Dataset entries
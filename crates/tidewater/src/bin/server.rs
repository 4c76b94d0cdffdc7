//! # Tidewater Server
//!
//! Headless host for the ledger and the ambient scheduler.
//!
//! ```bash
//! # Default config path
//! ./tidewater_server
//!
//! # Explicit config, verbose ledger logs
//! RUST_LOG=tidewater_economy=debug ./tidewater_server config/tidewater.toml
//! ```

use std::process::ExitCode;

use tidewater::{Server, TidewaterConfig};
use tokio::sync::watch;
use tracing::{debug, error, info, warn};
use tracing_subscriber::{layer::SubscriberExt, util::SubscriberInitExt};

const DEFAULT_CONFIG: &str = "config/tidewater.toml";

fn main() -> ExitCode {
    tracing_subscriber::registry()
        .with(
            tracing_subscriber::EnvFilter::try_from_default_env()
                .unwrap_or_else(|_| "tidewater=info,tidewater_economy=info,tidewater_scheduler=info".into()),
        )
        .with(tracing_subscriber::fmt::layer())
        .init();

    let path = std::env::args()
        .nth(1)
        .or_else(|| std::env::var("TIDEWATER_CONFIG").ok())
        .unwrap_or_else(|| DEFAULT_CONFIG.to_string());

    let config = if std::path::Path::new(&path).exists() {
        match TidewaterConfig::load(&path) {
            Ok(config) => config,
            Err(e) => {
                error!(%path, error = %e, "failed to load configuration");
                return ExitCode::FAILURE;
            }
        }
    } else {
        warn!(%path, "config file not found, using in-memory defaults");
        TidewaterConfig::default()
    };

    let runtime = match tokio::runtime::Builder::new_multi_thread().enable_all().build() {
        Ok(runtime) => runtime,
        Err(e) => {
            error!(error = %e, "failed to start runtime");
            return ExitCode::FAILURE;
        }
    };

    match runtime.block_on(serve(config)) {
        Ok(()) => ExitCode::SUCCESS,
        Err(e) => {
            error!(error = %e, "server failed");
            ExitCode::FAILURE
        }
    }
}

async fn serve(config: TidewaterConfig) -> tidewater::ServerResult<()> {
    let server = Server::start(&config)?;
    info!(
        durable = config.economy.store.path.is_some(),
        ambient_events = config.scheduler.events.len(),
        "tidewater server listening (press Ctrl+C to stop)"
    );

    let (stop, shutdown) = watch::channel(false);
    tokio::spawn(async move {
        if let Err(e) = tokio::signal::ctrl_c().await {
            error!(error = %e, "failed to listen for ctrl-c");
        }
        info!("shutdown requested");
        if stop.send(true).is_err() {
            debug!("server already stopped");
        }
    });

    server.run(shutdown).await
}
impl StoreTransaction {
    /// Transaction id, for logs.
    #[inline]
    #[must_use]
    pub fn id(&self) -> u64 {
        self.id
    }

    /// Adjusts a balance by `delta` and returns the staged result.
    ///
    /// Acquires the entity's row lock on first touch.
    ///
    /// # Errors
    ///
    /// Returns `StoreError::InsufficientFunds` if the result would be
    /// negative. Any error poisons the transaction.
    pub async fn adjust_balance(&mut self, entity: EntityId, delta: i64) -> StoreResult<u64> {
        self.ensure_active()?;
        self.lock_row(entity).await;

        let current = self.staged_balance(entity);
        let Some(next) = current.checked_add_signed(delta) else {
            let err = if delta < 0 {
                StoreError::InsufficientFunds { entity, available: current, delta }
            } else {
                StoreError::Overflow(entity)
            };
            return Err(self.poison(err));
        };

        self.balances.insert(entity, next);
        let net = self.balance_deltas.entry(entity).or_insert(0);
        *net = net.saturating_add(delta);
        Ok(next)
    }

    /// Adjusts an item stack by `delta` and returns the staged quantity.
    ///
    /// Acquires the entity's row lock on first touch. A stack that reaches
    /// zero is removed at commit.
    ///
    /// # Errors
    ///
    /// Returns `StoreError::InsufficientItems` if the result would be
    /// negative. Any error poisons the transaction.
    pub async fn adjust_item_quantity(&mut self, entity: EntityId, item: &ItemKey, delta: i64) -> StoreResult<u64> {
        self.ensure_active()?;
        self.lock_row(entity).await;

        let current = self.staged_quantity(entity, item);
        let Some(next) = current.checked_add_signed(delta) else {
            let err = if delta < 0 {
                StoreError::InsufficientItems {
                    entity,
                    item: item.clone(),
                    required: delta.unsigned_abs(),
                    available: current,
                }
            } else {
                StoreError::Overflow(entity)
            };
            return Err(self.poison(err));
        };

        let key = (entity, item.clone());
        self.items.insert(key.clone(), next);
        let net = self.item_deltas.entry(key).or_insert(0);
        *net = net.saturating_add(delta);
        Ok(next)
    }

    /// Reads a balance as this transaction sees it, locking the row.
    ///
    /// # Errors
    ///
    /// Fails only if the transaction is no longer active.
    pub async fn balance(&mut self, entity: EntityId) -> StoreResult<u64> {
        self.ensure_active()?;
        self.lock_row(entity).await;
        Ok(self.staged_balance(entity))
    }

    /// Reads an item quantity as this transaction sees it, locking the row.
    ///
    /// # Errors
    ///
    /// Fails only if the transaction is no longer active.
    pub async fn item_quantity(&mut self, entity: EntityId, item: &ItemKey) -> StoreResult<u64> {
        self.ensure_active()?;
        self.lock_row(entity).await;
        Ok(self.staged_quantity(entity, item))
    }

    /// Stages an audit row.
    ///
    /// # Errors
    ///
    /// Fails only if the transaction is no longer active.
    pub fn append_log_entry(&mut self, entry: LogEntry) -> StoreResult<()> {
        self.ensure_active()?;
        self.log.push(entry);
        Ok(())
    }

    /// Stages a telemetry counter, emitted only if the transaction commits.
    pub fn stage_counter(&mut self, entity: EntityId, key: impl Into<String>, delta: i64) {
        self.counters.push(Counter { entity, key: key.into(), delta });
    }

    /// Commits all staged changes.
    ///
    /// The WAL append and the publication to the committed tables happen in
    /// one synchronous section; row locks are released afterwards.
    ///
    /// # Errors
    ///
    /// Returns the poisoning error if a statement failed, or `StoreError::Io`
    /// if the WAL append failed. Nothing is published in either case.
    pub fn commit(mut self) -> StoreResult<CommitReceipt> {
        if let Status::Poisoned(err) = std::mem::replace(&mut self.status, Status::Finished) {
            self.store.inner.rollbacks.fetch_add(1, Ordering::Relaxed);
            debug!(txn = self.id, error = %err, "poisoned transaction rolled back at commit");
            return Err(err);
        }

        let ops = self.post_images();
        let mut receipt = CommitReceipt {
            lsn: None,
            versions: Vec::new(),
            balance_deltas: self.balance_deltas.iter().map(|(e, d)| (*e, *d)).collect(),
            item_deltas: self
                .item_deltas
                .iter()
                .map(|((e, item), d)| (*e, item.clone(), *d))
                .collect(),
            counters: std::mem::take(&mut self.counters),
        };
        if ops.is_empty() {
            return Ok(receipt);
        }

        let inner = &self.store.inner;
        let mut wal = inner.wal.lock();
        if let Some(writer) = wal.as_mut() {
            match writer.append_transaction(&ops) {
                Ok(lsn) => receipt.lsn = Some(lsn),
                Err(err) => {
                    inner.rollbacks.fetch_add(1, Ordering::Relaxed);
                    warn!(txn = self.id, error = %err, "wal append failed; transaction rolled back");
                    return Err(err);
                }
            }
        }
        receipt.versions = inner.state.write().apply_transaction(&ops);
        inner.commits.fetch_add(1, Ordering::Relaxed);

        let since = inner.commits_since_checkpoint.fetch_add(1, Ordering::Relaxed) + 1;
        if inner.config.checkpoint_every > 0 && since >= inner.config.checkpoint_every {
            if let Some(writer) = wal.as_mut() {
                // The commit is already durable; a failed compaction only delays the next one.
                if let Err(err) = self.store.checkpoint_locked(writer) {
                    warn!(error = %err, "automatic wal checkpoint failed");
                }
            }
        }
        drop(wal);

        debug!(txn = self.id, lsn = ?receipt.lsn, entities = receipt.versions.len(), "transaction committed");
        Ok(receipt)
    }

    /// Discards all staged changes and releases the row locks.
    pub fn rollback(mut self) {
        self.status = Status::Finished;
        self.store.inner.rollbacks.fetch_add(1, Ordering::Relaxed);
        debug!(txn = self.id, "transaction rolled back");
    }

    fn ensure_active(&self) -> StoreResult<()> {
        match &self.status {
            Status::Active => Ok(()),
            Status::Poisoned(err) => Err(err.clone()),
            Status::Finished => Err(StoreError::Aborted(format!("transaction {} already finished", self.id))),
        }
    }

    fn poison(&mut self, err: StoreError) -> StoreError {
        debug!(txn = self.id, error = %err, "statement failed; transaction poisoned");
        self.status = Status::Poisoned(err.clone());
        err
    }

    async fn lock_row(&mut self, entity: EntityId) {
        if self.guards.contains_key(&entity) {
            return;
        }
        let lock = self.store.row_lock(entity);
        let guard = lock.lock_owned().await;
        self.guards.insert(entity, guard);
    }

    fn staged_balance(&self, entity: EntityId) -> u64 {
        match self.balances.get(&entity) {
            Some(balance) => *balance,
            None => self.store.read_balance(entity),
        }
    }

    fn staged_quantity(&self, entity: EntityId, item: &ItemKey) -> u64 {
        match self.items.get(&(entity, item.clone())) {
            Some(quantity) => *quantity,
            None => self.store.read_item_quantity(entity, item),
        }
    }

    fn post_images(&self) -> Vec<WalOp> {
        let mut ops = Vec::with_capacity(self.balances.len() + self.items.len() + self.log.len());
        ops.extend(
            self.balances
                .iter()
                .map(|(entity, balance)| WalOp::SetBalance { entity: *entity, balance: *balance }),
        );
        ops.extend(self.items.iter().map(|((entity, item), quantity)| WalOp::SetItem {
            entity: *entity,
            item: item.clone(),
            quantity: *quantity,
        }));
        ops.extend(self.log.iter().cloned().map(WalOp::AppendLog));
        ops
    }
}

● What to work on
Wherever the word "would" occurs in the data, copy that whole line.

● Result of the task
    /// Returns `StoreError::InsufficientFunds` if the result would be
    /// Returns `StoreError::InsufficientItems` if the result would be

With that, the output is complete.